(Data excerpts)
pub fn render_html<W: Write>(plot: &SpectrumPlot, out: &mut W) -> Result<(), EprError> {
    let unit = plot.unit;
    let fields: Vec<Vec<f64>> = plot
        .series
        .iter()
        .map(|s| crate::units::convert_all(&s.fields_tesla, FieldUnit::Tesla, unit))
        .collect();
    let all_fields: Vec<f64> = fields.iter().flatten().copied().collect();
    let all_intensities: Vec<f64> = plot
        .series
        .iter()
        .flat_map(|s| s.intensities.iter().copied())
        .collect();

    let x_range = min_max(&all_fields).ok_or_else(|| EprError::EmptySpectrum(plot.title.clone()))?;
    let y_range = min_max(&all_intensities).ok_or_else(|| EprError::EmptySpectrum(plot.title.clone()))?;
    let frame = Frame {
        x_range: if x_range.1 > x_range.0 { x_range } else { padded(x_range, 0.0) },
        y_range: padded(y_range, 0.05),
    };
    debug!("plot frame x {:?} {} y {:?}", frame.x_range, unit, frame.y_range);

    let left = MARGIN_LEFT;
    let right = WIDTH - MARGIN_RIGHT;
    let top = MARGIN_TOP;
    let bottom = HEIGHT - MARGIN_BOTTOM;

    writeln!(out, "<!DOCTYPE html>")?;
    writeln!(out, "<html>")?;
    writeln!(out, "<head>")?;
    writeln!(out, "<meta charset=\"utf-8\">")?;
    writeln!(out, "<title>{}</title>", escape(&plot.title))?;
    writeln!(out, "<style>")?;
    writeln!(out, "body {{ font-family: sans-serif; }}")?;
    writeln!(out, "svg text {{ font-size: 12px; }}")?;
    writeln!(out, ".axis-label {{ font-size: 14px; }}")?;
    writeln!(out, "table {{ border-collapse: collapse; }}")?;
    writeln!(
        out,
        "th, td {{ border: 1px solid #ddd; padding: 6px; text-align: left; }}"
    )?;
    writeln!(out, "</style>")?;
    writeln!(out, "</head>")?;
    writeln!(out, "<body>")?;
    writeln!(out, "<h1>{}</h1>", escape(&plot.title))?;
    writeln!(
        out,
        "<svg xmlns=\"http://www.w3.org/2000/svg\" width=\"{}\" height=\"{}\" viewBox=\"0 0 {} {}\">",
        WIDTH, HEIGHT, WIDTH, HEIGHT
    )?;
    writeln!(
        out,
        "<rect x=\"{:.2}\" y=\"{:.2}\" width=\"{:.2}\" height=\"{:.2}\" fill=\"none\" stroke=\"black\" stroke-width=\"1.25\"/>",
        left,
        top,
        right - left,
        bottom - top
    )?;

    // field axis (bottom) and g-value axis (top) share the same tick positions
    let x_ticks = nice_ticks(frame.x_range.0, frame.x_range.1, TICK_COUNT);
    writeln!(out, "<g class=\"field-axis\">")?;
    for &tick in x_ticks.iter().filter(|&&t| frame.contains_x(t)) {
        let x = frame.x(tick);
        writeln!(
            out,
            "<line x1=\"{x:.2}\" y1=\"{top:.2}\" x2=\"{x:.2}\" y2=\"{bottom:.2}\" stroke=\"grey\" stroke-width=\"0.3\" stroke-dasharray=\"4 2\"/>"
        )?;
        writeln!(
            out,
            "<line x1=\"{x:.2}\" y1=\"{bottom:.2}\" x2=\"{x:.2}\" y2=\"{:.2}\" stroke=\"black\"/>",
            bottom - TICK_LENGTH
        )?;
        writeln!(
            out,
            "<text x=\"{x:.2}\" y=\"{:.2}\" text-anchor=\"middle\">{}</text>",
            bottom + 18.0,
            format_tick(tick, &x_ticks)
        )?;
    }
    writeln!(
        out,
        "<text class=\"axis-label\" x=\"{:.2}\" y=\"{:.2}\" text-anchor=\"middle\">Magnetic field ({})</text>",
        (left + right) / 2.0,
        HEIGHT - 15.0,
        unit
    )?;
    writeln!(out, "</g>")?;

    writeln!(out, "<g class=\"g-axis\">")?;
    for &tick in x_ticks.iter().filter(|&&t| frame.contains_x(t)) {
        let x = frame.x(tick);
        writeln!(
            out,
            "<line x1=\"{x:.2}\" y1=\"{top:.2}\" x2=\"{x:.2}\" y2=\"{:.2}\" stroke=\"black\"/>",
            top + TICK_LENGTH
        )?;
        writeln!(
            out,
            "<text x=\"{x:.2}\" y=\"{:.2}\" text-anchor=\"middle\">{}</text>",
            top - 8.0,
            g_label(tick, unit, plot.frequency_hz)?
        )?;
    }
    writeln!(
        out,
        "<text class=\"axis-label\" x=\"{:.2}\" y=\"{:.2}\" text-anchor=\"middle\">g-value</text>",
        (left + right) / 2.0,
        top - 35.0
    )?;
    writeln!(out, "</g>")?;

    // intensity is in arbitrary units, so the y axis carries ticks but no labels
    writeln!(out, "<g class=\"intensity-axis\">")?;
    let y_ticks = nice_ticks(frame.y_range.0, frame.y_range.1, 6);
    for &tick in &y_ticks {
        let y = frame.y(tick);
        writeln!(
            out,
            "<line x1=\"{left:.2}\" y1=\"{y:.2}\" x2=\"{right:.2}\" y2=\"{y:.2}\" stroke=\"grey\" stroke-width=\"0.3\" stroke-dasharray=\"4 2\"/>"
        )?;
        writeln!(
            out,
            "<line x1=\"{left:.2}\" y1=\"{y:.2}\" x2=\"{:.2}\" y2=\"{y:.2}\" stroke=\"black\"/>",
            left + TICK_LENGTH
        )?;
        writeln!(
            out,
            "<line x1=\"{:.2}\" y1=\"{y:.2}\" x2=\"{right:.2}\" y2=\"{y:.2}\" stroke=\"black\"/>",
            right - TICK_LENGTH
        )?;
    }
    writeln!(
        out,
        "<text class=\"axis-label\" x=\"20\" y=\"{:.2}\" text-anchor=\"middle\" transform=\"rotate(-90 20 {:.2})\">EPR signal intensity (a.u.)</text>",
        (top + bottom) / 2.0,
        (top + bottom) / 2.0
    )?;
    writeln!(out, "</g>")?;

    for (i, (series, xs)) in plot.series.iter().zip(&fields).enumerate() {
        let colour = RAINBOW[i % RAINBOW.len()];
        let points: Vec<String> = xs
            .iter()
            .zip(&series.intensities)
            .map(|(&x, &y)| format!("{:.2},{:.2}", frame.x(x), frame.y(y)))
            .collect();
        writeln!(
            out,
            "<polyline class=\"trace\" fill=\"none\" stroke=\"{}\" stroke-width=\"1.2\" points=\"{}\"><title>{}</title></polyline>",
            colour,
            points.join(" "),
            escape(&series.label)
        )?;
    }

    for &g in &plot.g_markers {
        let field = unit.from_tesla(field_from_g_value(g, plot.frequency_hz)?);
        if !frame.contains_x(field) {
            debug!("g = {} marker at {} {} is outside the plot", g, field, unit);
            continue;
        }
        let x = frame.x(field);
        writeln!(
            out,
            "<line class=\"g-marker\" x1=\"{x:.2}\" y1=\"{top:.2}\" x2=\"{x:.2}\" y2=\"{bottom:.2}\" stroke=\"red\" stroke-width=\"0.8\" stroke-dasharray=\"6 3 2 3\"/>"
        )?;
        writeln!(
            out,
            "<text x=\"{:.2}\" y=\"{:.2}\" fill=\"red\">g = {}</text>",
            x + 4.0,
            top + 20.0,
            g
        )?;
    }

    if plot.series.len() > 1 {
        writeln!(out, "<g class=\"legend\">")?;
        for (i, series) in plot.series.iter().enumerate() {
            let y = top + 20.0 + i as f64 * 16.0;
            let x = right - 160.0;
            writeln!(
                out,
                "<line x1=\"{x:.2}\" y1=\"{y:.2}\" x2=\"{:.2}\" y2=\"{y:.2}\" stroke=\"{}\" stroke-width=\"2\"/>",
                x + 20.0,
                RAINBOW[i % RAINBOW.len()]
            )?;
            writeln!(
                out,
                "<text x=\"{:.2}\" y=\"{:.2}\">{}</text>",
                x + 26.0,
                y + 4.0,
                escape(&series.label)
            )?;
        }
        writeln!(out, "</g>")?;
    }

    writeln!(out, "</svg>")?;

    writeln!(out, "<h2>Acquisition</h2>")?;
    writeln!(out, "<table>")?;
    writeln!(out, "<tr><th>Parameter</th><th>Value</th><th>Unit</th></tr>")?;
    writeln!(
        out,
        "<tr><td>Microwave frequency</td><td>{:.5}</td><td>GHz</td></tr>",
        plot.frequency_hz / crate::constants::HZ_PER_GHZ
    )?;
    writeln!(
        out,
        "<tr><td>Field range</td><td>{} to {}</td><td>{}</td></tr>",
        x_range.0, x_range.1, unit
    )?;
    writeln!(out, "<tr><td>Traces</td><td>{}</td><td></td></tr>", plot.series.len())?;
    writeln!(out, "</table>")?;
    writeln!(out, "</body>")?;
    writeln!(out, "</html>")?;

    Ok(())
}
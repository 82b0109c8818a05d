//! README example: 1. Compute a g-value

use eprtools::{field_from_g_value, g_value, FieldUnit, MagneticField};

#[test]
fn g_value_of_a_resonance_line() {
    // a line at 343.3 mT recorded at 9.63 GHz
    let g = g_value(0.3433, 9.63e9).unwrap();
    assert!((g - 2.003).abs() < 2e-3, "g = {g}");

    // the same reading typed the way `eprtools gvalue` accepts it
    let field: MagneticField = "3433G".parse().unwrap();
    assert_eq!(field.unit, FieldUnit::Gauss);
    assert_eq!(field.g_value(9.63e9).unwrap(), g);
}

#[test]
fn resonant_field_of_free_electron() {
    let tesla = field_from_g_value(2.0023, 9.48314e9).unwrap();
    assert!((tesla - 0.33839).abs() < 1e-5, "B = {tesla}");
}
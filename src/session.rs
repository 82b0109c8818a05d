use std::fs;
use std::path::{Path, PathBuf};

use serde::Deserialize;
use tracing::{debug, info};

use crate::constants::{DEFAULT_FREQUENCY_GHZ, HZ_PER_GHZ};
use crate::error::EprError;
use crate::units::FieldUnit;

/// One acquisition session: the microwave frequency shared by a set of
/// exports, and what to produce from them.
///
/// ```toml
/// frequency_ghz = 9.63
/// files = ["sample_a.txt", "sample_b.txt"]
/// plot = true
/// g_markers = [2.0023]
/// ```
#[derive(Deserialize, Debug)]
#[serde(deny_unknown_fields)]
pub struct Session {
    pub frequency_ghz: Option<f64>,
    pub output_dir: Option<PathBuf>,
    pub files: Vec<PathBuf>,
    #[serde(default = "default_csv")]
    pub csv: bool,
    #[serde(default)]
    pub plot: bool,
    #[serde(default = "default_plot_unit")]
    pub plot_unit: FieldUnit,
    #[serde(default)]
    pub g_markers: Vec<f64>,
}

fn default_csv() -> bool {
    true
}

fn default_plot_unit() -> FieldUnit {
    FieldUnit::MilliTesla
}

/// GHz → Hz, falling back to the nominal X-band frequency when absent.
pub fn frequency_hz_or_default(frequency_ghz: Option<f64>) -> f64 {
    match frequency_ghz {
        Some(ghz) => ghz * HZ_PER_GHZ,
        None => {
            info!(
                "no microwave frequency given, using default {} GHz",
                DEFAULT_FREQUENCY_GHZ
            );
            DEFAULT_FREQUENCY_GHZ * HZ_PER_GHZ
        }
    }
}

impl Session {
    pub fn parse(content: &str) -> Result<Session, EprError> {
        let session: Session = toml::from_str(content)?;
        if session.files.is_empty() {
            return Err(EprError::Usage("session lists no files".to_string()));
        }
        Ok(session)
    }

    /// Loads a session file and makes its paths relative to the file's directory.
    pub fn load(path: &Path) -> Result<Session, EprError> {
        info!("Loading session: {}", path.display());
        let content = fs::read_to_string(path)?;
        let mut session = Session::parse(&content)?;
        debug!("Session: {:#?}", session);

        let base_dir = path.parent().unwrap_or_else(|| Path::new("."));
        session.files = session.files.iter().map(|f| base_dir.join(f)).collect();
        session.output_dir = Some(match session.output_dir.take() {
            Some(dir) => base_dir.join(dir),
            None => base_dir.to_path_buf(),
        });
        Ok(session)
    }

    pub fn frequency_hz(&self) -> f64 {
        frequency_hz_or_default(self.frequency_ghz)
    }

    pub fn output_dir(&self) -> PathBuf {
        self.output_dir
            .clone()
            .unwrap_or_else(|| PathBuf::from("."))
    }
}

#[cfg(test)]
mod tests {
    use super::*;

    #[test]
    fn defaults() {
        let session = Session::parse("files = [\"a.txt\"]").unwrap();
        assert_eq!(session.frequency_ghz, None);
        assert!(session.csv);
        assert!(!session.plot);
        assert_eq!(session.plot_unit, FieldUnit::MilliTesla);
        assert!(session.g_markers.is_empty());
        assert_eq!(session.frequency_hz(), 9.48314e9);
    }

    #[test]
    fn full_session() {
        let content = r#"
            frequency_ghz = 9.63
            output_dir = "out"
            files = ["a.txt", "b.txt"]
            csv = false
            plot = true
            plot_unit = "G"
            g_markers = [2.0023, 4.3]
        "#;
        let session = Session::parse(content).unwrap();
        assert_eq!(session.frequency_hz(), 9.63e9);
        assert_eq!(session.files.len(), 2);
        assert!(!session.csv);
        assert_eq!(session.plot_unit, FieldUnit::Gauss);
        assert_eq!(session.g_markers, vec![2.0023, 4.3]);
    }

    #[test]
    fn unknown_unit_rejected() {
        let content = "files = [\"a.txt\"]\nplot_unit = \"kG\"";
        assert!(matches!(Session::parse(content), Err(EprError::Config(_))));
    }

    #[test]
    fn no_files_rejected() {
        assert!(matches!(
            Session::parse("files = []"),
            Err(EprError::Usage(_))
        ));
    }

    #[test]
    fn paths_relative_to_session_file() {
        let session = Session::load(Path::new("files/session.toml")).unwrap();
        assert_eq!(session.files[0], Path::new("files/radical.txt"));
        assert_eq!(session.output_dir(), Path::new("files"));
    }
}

What to do:
Every line above in which the word "Deserialize" is present must be copied into the answer.

Written response:
use serde::Deserialize;
#[derive(Deserialize, Debug)]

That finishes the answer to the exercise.